▶ _Prompt_
In the listing below, locate the line that contains "for its color." and the line that contains "#[async_trait::async_trait]". Restate word for word those two lines and every line between them, and nothing else.

= = = = = = =

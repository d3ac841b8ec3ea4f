//! Computer player driven by the three-tier heuristic.

use super::Player;
use crate::games::cardtoe::{Move, choose_move};
use crate::session::Session;
use anyhow::Result;
use std::time::Duration;
use tracing::{debug, instrument};

/// Plays whatever [`choose_move`] picks for its color.
pub struct HeuristicPlayer {
    name: String,
    delay: Duration,
}

impl HeuristicPlayer {
    /// Creates a heuristic player that pauses `delay` before each move.
    pub fn new(name: impl Into<String>, delay: Duration) -> Self {
        Self {
            name: name.into(),
            delay,
        }
    }
}

#[async_trait::async_trait]
impl Player for HeuristicPlayer {
    #[instrument(skip_all, fields(ai = %self.name, turn = %session.current_turn()))]
    async fn get_move(&mut self, session: &Session) -> Result<Move> {
        if !self.delay.is_zero() {
            tokio::time::sleep(self.delay).await;
        }

        let turn = session.current_turn();
        let decks = session.decks();
        let choice = choose_move(
            session.board(),
            decks.get(turn).cards(),
            decks.get(turn.opponent()).cards(),
        )
        .ok_or_else(|| anyhow::anyhow!("No legal move for {}", turn))?;

        debug!(
            index = choice.index,
            card_id = %choice.card_id,
            tier = %choice.tier,
            "AI chose move"
        );
        Ok(Move::new(choice.index, choice.card_id))
    }

    fn name(&self) -> &str {
        &self.name
    }
}

#[cfg(test)]
mod tests {
    use super::*;
    use crate::games::cardtoe::Color;
    use crate::session::Mode;

    #[tokio::test]
    async fn test_picks_legal_move_for_color_on_move() {
        let mut session = Session::new(Mode::Local);
        session.start(Color::Red);
        let mut ai = HeuristicPlayer::new("Bot", Duration::ZERO);
        let mov = ai.get_move(&session).await.unwrap();
        assert!(mov.card_id.starts_with("red-"));
        assert!(session.submit_move(mov.index, &mov.card_id).is_ok());
    }
}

= = = = = = =

▶ _Solution_
/// Plays whatever [`choose_move`] picks for its color.
pub struct HeuristicPlayer {
    name: String,
    delay: Duration,
}

impl HeuristicPlayer {
    /// Creates a heuristic player that pauses `delay` before each move.
    pub fn new(name: impl Into<String>, delay: Duration) -> Self {
        Self {
            name: name.into(),
            delay,
        }
    }
}

#[async_trait::async_trait]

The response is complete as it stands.